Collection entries
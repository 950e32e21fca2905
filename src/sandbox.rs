//! Local file-backed driver backend
//!
//! Stands in for a remote service: every registered resource type is served
//! by a [`SandboxDriver`] that keeps its records in one JSON file, so installs
//! and deletes persist across invocations.

use anyhow::{Context, Result, anyhow};
use blueprint::{CreateRequest, DriverRegistry, DriverResult, ResourceDriver, ServerId};
use chrono::{DateTime, Utc};
use serde::{Deserialize, Serialize};
use serde_json::{Map, Value};
use std::collections::{BTreeMap, BTreeSet};
use std::fs;
use std::path::PathBuf;
use std::sync::{Arc, Mutex};

/// A resource held by the sandbox
#[derive(Debug, Clone, PartialEq, Serialize, Deserialize)]
pub struct SandboxRecord {
    pub id: String,
    pub resource_type: String,
    pub name: String,
    pub workspace: String,
    #[serde(default)]
    pub tags: BTreeSet<String>,
    #[serde(default)]
    pub properties: Map<String, Value>,
    pub created_at: DateTime<Utc>,
}

impl SandboxRecord {
    fn in_scope(&self, resource_type: &str, workspace: &str, tags: &BTreeSet<String>) -> bool {
        self.resource_type == resource_type
            && self.workspace == workspace
            && tags.is_subset(&self.tags)
    }
}

#[derive(Debug, Default, Serialize, Deserialize)]
struct StoreFile {
    /// Last id handed out per type
    #[serde(default)]
    counters: BTreeMap<String, u64>,
    #[serde(default)]
    records: Vec<SandboxRecord>,
}

// ============================================================================
// Store
// ============================================================================

/// JSON file holding every sandbox record
#[derive(Debug, Clone)]
pub struct SandboxStore {
    path: PathBuf,
    lock: Arc<Mutex<()>>,
}

impl SandboxStore {
    pub fn new(path: impl Into<PathBuf>) -> Self {
        Self {
            path: path.into(),
            lock: Arc::new(Mutex::new(())),
        }
    }

    /// All records, in creation order
    #[cfg(test)]
    pub fn records(&self) -> Result<Vec<SandboxRecord>> {
        self.with_file(|file| Ok((file.records.clone(), false)))
    }

    /// Find a record by name
    pub fn find(
        &self,
        resource_type: &str,
        name: &str,
        workspace: &str,
        tags: &BTreeSet<String>,
    ) -> Result<Option<SandboxRecord>> {
        self.with_file(|file| {
            let found = file
                .records
                .iter()
                .find(|r| r.name == name && r.in_scope(resource_type, workspace, tags))
                .cloned();
            Ok((found, false))
        })
    }

    /// Store a new record with a fresh `<type>-<n>` id
    pub fn insert(&self, request: &CreateRequest) -> Result<SandboxRecord> {
        self.with_file(|file| {
            let counter = file.counters.entry(request.resource_type.clone()).or_default();
            *counter += 1;
            let record = SandboxRecord {
                id: format!("{}-{counter}", request.resource_type),
                resource_type: request.resource_type.clone(),
                name: request.name.clone(),
                workspace: request.workspace.clone(),
                tags: request.tags.clone(),
                properties: request.properties.clone(),
                created_at: Utc::now(),
            };
            file.records.push(record.clone());
            Ok((record, true))
        })
    }

    /// Remove a record by id, or failing that by name
    pub fn remove(
        &self,
        resource_type: &str,
        key: &str,
        workspace: &str,
        tags: &BTreeSet<String>,
    ) -> Result<Option<SandboxRecord>> {
        self.with_file(|file| {
            let in_scope = |r: &SandboxRecord| r.in_scope(resource_type, workspace, tags);
            // Ids are unique, so they win over a same-named record
            let position = file
                .records
                .iter()
                .position(|r| r.id == key && in_scope(r))
                .or_else(|| file.records.iter().position(|r| r.name == key && in_scope(r)));
            Ok(match position {
                Some(index) => (Some(file.records.remove(index)), true),
                None => (None, false),
            })
        })
    }

    /// Run `f` against the loaded file, saving it when `f` reports a change
    fn with_file<T>(&self, f: impl FnOnce(&mut StoreFile) -> Result<(T, bool)>) -> Result<T> {
        let _guard = self
            .lock
            .lock()
            .map_err(|_| anyhow!("Sandbox store lock poisoned"))?;

        let mut file = self.load()?;
        let (value, changed) = f(&mut file)?;
        if changed {
            self.save(&file)?;
        }
        Ok(value)
    }

    fn load(&self) -> Result<StoreFile> {
        if !self.path.exists() {
            return Ok(StoreFile::default());
        }
        let content = fs::read_to_string(&self.path)
            .with_context(|| format!("Failed to read sandbox store: {}", self.path.display()))?;
        serde_json::from_str(&content)
            .with_context(|| format!("Failed to parse sandbox store: {}", self.path.display()))
    }

    fn save(&self, file: &StoreFile) -> Result<()> {
        if let Some(dir) = self.path.parent() {
            fs::create_dir_all(dir)
                .with_context(|| format!("Failed to create directory: {}", dir.display()))?;
        }
        let content = serde_json::to_string_pretty(file)?;
        fs::write(&self.path, content)
            .with_context(|| format!("Failed to write sandbox store: {}", self.path.display()))?;
        log::debug!("Saved sandbox store to {}", self.path.display());
        Ok(())
    }
}

// ============================================================================
// Driver
// ============================================================================

/// Driver for one resource type backed by a [`SandboxStore`]
pub struct SandboxDriver {
    resource_type: String,
    store: SandboxStore,
}

impl SandboxDriver {
    pub fn new(resource_type: impl Into<String>, store: SandboxStore) -> Self {
        Self {
            resource_type: resource_type.into(),
            store,
        }
    }
}

impl ResourceDriver for SandboxDriver {
    fn find_by_name(
        &self,
        name: &str,
        workspace: &str,
        tags: &BTreeSet<String>,
    ) -> DriverResult<Option<ServerId>> {
        let found = self.store.find(&self.resource_type, name, workspace, tags)?;
        Ok(found.map(|r| ServerId::new(r.id)))
    }

    fn create(&self, request: &CreateRequest) -> DriverResult<ServerId> {
        let record = self.store.insert(request)?;
        Ok(ServerId::new(record.id))
    }

    fn delete(
        &self,
        name_or_id: &str,
        workspace: &str,
        tags: &BTreeSet<String>,
    ) -> DriverResult<Option<ServerId>> {
        let removed = self
            .store
            .remove(&self.resource_type, name_or_id, workspace, tags)?;
        Ok(removed.map(|r| ServerId::new(r.id)))
    }
}

/// Registry with a sandbox driver for each type key
pub fn registry<S: AsRef<str>>(store: &SandboxStore, types: &[S]) -> DriverRegistry {
    let mut registry = DriverRegistry::new();
    for resource_type in types {
        let resource_type = resource_type.as_ref();
        registry.register(resource_type, SandboxDriver::new(resource_type, store.clone()));
    }
    registry
}

// ============================================================================
// Tests
// ============================================================================

#[cfg(test)]
mod tests {
    use super::*;
    use serde_json::json;
    use tempfile::TempDir;

    fn tags(items: &[&str]) -> BTreeSet<String> {
        items.iter().map(|t| (*t).to_string()).collect()
    }

    fn request(resource_type: &str, name: &str, workspace: &str) -> CreateRequest {
        let mut properties = Map::new();
        properties.insert("cidr".into(), json!("10.0.0.0/24"));
        CreateRequest {
            resource_type: resource_type.into(),
            name: name.into(),
            workspace: workspace.into(),
            properties,
            tags: tags(&["demoA", "example:lab"]),
        }
    }

    #[test]
    fn test_create_find_delete() {
        let tmp = TempDir::new().unwrap();
        let store = SandboxStore::new(tmp.path().join("sandbox.json"));
        let driver = SandboxDriver::new("network", store.clone());

        let id = driver.create(&request("network", "N1", "ws")).unwrap();
        assert_eq!(id.as_str(), "network-1");

        let scope = tags(&["example:lab"]);
        assert_eq!(driver.find_by_name("N1", "ws", &scope).unwrap(), Some(id.clone()));
        assert_eq!(driver.find_by_name("N1", "other-ws", &scope).unwrap(), None);
        assert_eq!(
            driver.find_by_name("N1", "ws", &tags(&["example:other"])).unwrap(),
            None
        );

        assert_eq!(driver.delete(id.as_str(), "ws", &scope).unwrap(), Some(id));
        assert_eq!(driver.delete("N1", "ws", &scope).unwrap(), None);
        assert!(store.records().unwrap().is_empty());
    }

    #[test]
    fn test_find_ignores_server_ids() {
        let tmp = TempDir::new().unwrap();
        let store = SandboxStore::new(tmp.path().join("sandbox.json"));
        let driver = SandboxDriver::new("location", store);
        let scope = tags(&["example:lab"]);

        let hq = driver.create(&request("location", "HQ", "ws")).unwrap();
        assert_eq!(hq.as_str(), "location-1");
        assert_eq!(driver.find_by_name("location-1", "ws", &scope).unwrap(), None);

        // A resource actually named after that id is a different record
        let named = driver.create(&request("location", "location-1", "ws")).unwrap();
        assert_eq!(
            driver.find_by_name("location-1", "ws", &scope).unwrap(),
            Some(named.clone())
        );
        assert_eq!(driver.find_by_name("HQ", "ws", &scope).unwrap(), Some(hq.clone()));

        assert_eq!(driver.delete(hq.as_str(), "ws", &scope).unwrap(), Some(hq));
        assert_eq!(driver.find_by_name("location-1", "ws", &scope).unwrap(), Some(named));
    }

    #[test]
    fn test_records_persist_across_instances() {
        let tmp = TempDir::new().unwrap();
        let path = tmp.path().join("state").join("sandbox.json");

        SandboxStore::new(&path)
            .insert(&request("system", "S1", "ws"))
            .unwrap();
        let reopened = SandboxStore::new(&path);
        let records = reopened.records().unwrap();
        assert_eq!(records.len(), 1);
        assert_eq!(records[0].properties["cidr"], json!("10.0.0.0/24"));

        let second = reopened.insert(&request("system", "S2", "ws")).unwrap();
        assert_eq!(second.id, "system-2");
    }

    #[test]
    fn test_types_are_isolated() {
        let tmp = TempDir::new().unwrap();
        let store = SandboxStore::new(tmp.path().join("sandbox.json"));
        let registry = registry(&store, &["location", "system"]);

        registry
            .get("location")
            .unwrap()
            .create(&request("location", "X", "ws"))
            .unwrap();
        let system = registry.get("system").unwrap();
        assert_eq!(system.find_by_name("X", "ws", &BTreeSet::new()).unwrap(), None);
        assert_eq!(registry.types().collect::<Vec<_>>(), vec!["location", "system"]);
    }

    #[test]
    fn test_corrupt_store_is_driver_error() {
        let tmp = TempDir::new().unwrap();
        let path = tmp.path().join("sandbox.json");
        fs::write(&path, "not json").unwrap();
        let driver = SandboxDriver::new("site", SandboxStore::new(&path));

        let err = driver.find_by_name("S", "ws", &BTreeSet::new()).unwrap_err();
        assert!(err.message().contains("Failed to parse sandbox store"));
    }
}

Directions> From the records above, copy only the lines starting with the line that holds "to read sandbox" and going on through the line that holds "to write sandbox", exactly as written.

Response to the task>
            .with_context(|| format!("Failed to read sandbox store: {}", self.path.display()))?;
        serde_json::from_str(&content)
            .with_context(|| format!("Failed to parse sandbox store: {}", self.path.display()))
    }

    fn save(&self, file: &StoreFile) -> Result<()> {
        if let Some(dir) = self.path.parent() {
            fs::create_dir_all(dir)
                .with_context(|| format!("Failed to create directory: {}", dir.display()))?;
        }
        let content = serde_json::to_string_pretty(file)?;
        fs::write(&self.path, content)
            .with_context(|| format!("Failed to write sandbox store: {}", self.path.display()))?;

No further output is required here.